___ EXERCISE MATERIAL ___
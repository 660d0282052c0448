//! In-memory storage backend.
//!
//! Thread-safe implementations of the storage traits for embedded usage,
//! tests and direct-mode merges that do not need durability.

use std::collections::HashMap;
use std::sync::RwLock;

use crate::bundle::{EntryCollection, ProfileDocument};
use crate::entry::Entry;
use crate::staging::{StageId, StagedRecord};
use crate::storage::traits::{CollectionStore, RecordStore, StorageError};

fn lock_err(context: &'static str) -> StorageError {
    StorageError::Backend(format!("poisoned lock: {context}"))
}

/// In-memory staged record store.
#[derive(Debug, Default)]
pub struct InMemoryRecordStore {
    records: RwLock<HashMap<StageId, StagedRecord>>,
}

impl InMemoryRecordStore {
    /// Creates an empty store.
    #[must_use]
    pub fn new() -> Self {
        Self::default()
    }
}

impl RecordStore for InMemoryRecordStore {
    fn insert_if_absent(&self, record: &StagedRecord) -> Result<bool, StorageError> {
        let mut records = self.records.write().map_err(|_| lock_err("records.insert"))?;
        if records.contains_key(&record.id) {
            return Ok(false);
        }
        records.insert(record.id.clone(), record.clone());
        Ok(true)
    }

    fn get(&self, id: &StageId) -> Result<Option<StagedRecord>, StorageError> {
        let records = self.records.read().map_err(|_| lock_err("records.get"))?;
        Ok(records.get(id).cloned())
    }

    fn put(&self, record: &StagedRecord) -> Result<(), StorageError> {
        let mut records = self.records.write().map_err(|_| lock_err("records.put"))?;
        records.insert(record.id.clone(), record.clone());
        Ok(())
    }

    fn remove(&self, id: &StageId) -> Result<bool, StorageError> {
        let mut records = self.records.write().map_err(|_| lock_err("records.remove"))?;
        Ok(records.remove(id).is_some())
    }

    fn list(&self) -> Result<Vec<StagedRecord>, StorageError> {
        let records = self.records.read().map_err(|_| lock_err("records.list"))?;
        Ok(records.values().cloned().collect())
    }
}

#[derive(Debug, Default)]
struct CollectionState {
    profile: Option<ProfileDocument>,
    entries: HashMap<EntryCollection, Vec<Entry>>,
}

/// In-memory canonical collections.
#[derive(Debug, Default)]
pub struct InMemoryCollectionStore {
    state: RwLock<CollectionState>,
}

impl InMemoryCollectionStore {
    /// Creates an empty store.
    #[must_use]
    pub fn new() -> Self {
        Self::default()
    }
}

impl CollectionStore for InMemoryCollectionStore {
    fn load_profile(&self) -> Result<Option<ProfileDocument>, StorageError> {
        let state = self.state.read().map_err(|_| lock_err("profile.load"))?;
        Ok(state.profile.clone())
    }

    fn store_profile(&self, profile: &ProfileDocument) -> Result<(), StorageError> {
        let mut state = self.state.write().map_err(|_| lock_err("profile.store"))?;
        state.profile = Some(profile.clone());
        Ok(())
    }

    fn load_entries(&self, collection: EntryCollection) -> Result<Option<Vec<Entry>>, StorageError> {
        let state = self.state.read().map_err(|_| lock_err("entries.load"))?;
        Ok(state.entries.get(&collection).cloned())
    }

    fn store_entries(&self, collection: EntryCollection, entries: &[Entry]) -> Result<(), StorageError> {
        let mut state = self.state.write().map_err(|_| lock_err("entries.store"))?;
        state.entries.insert(collection, entries.to_vec());
        Ok(())
    }
}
___
_ABOUT THIS EXERCISE_.
You are asked to transcribe all of the data above exactly.

_RESPONSE TO THIS EXERCISE_.
repository 660d0282052c0448
//! In-memory storage backend.
//!
//! Thread-safe implementations of the storage traits for embedded usage,
//! tests and direct-mode merges that do not need durability.

use std::collections::HashMap;
use std::sync::RwLock;

use crate::bundle::{EntryCollection, ProfileDocument};
use crate::entry::Entry;
use crate::staging::{StageId, StagedRecord};
use crate::storage::traits::{CollectionStore, RecordStore, StorageError};

fn lock_err(context: &'static str) -> StorageError {
    StorageError::Backend(format!("poisoned lock: {context}"))
}

/// In-memory staged record store.
#[derive(Debug, Default)]
pub struct InMemoryRecordStore {
    records: RwLock<HashMap<StageId, StagedRecord>>,
}

impl InMemoryRecordStore {
    /// Creates an empty store.
    #[must_use]
    pub fn new() -> Self {
        Self::default()
    }
}

impl RecordStore for InMemoryRecordStore {
    fn insert_if_absent(&self, record: &StagedRecord) -> Result<bool, StorageError> {
        let mut records = self.records.write().map_err(|_| lock_err("records.insert"))?;
        if records.contains_key(&record.id) {
            return Ok(false);
        }
        records.insert(record.id.clone(), record.clone());
        Ok(true)
    }

    fn get(&self, id: &StageId) -> Result<Option<StagedRecord>, StorageError> {
        let records = self.records.read().map_err(|_| lock_err("records.get"))?;
        Ok(records.get(id).cloned())
    }

    fn put(&self, record: &StagedRecord) -> Result<(), StorageError> {
        let mut records = self.records.write().map_err(|_| lock_err("records.put"))?;
        records.insert(record.id.clone(), record.clone());
        Ok(())
    }

    fn remove(&self, id: &StageId) -> Result<bool, StorageError> {
        let mut records = self.records.write().map_err(|_| lock_err("records.remove"))?;
        Ok(records.remove(id).is_some())
    }

    fn list(&self) -> Result<Vec<StagedRecord>, StorageError> {
        let records = self.records.read().map_err(|_| lock_err("records.list"))?;
        Ok(records.values().cloned().collect())
    }
}

#[derive(Debug, Default)]
struct CollectionState {
    profile: Option<ProfileDocument>,
    entries: HashMap<EntryCollection, Vec<Entry>>,
}

/// In-memory canonical collections.
#[derive(Debug, Default)]
pub struct InMemoryCollectionStore {
    state: RwLock<CollectionState>,
}

impl InMemoryCollectionStore {
    /// Creates an empty store.
    #[must_use]
    pub fn new() -> Self {
        Self::default()
    }
}

impl CollectionStore for InMemoryCollectionStore {
    fn load_profile(&self) -> Result<Option<ProfileDocument>, StorageError> {
        let state = self.state.read().map_err(|_| lock_err("profile.load"))?;
        Ok(state.profile.clone())
    }

    fn store_profile(&self, profile: &ProfileDocument) -> Result<(), StorageError> {
        let mut state = self.state.write().map_err(|_| lock_err("profile.store"))?;
        state.profile = Some(profile.clone());
        Ok(())
    }

    fn load_entries(&self, collection: EntryCollection) -> Result<Option<Vec<Entry>>, StorageError> {
        let state = self.state.read().map_err(|_| lock_err("entries.load"))?;
        Ok(state.entries.get(&collection).cloned())
    }

    fn store_entries(&self, collection: EntryCollection, entries: &[Entry]) -> Result<(), StorageError> {
        let mut state = self.state.write().map_err(|_| lock_err("entries.store"))?;
        state.entries.insert(collection, entries.to_vec());
        Ok(())
    }
}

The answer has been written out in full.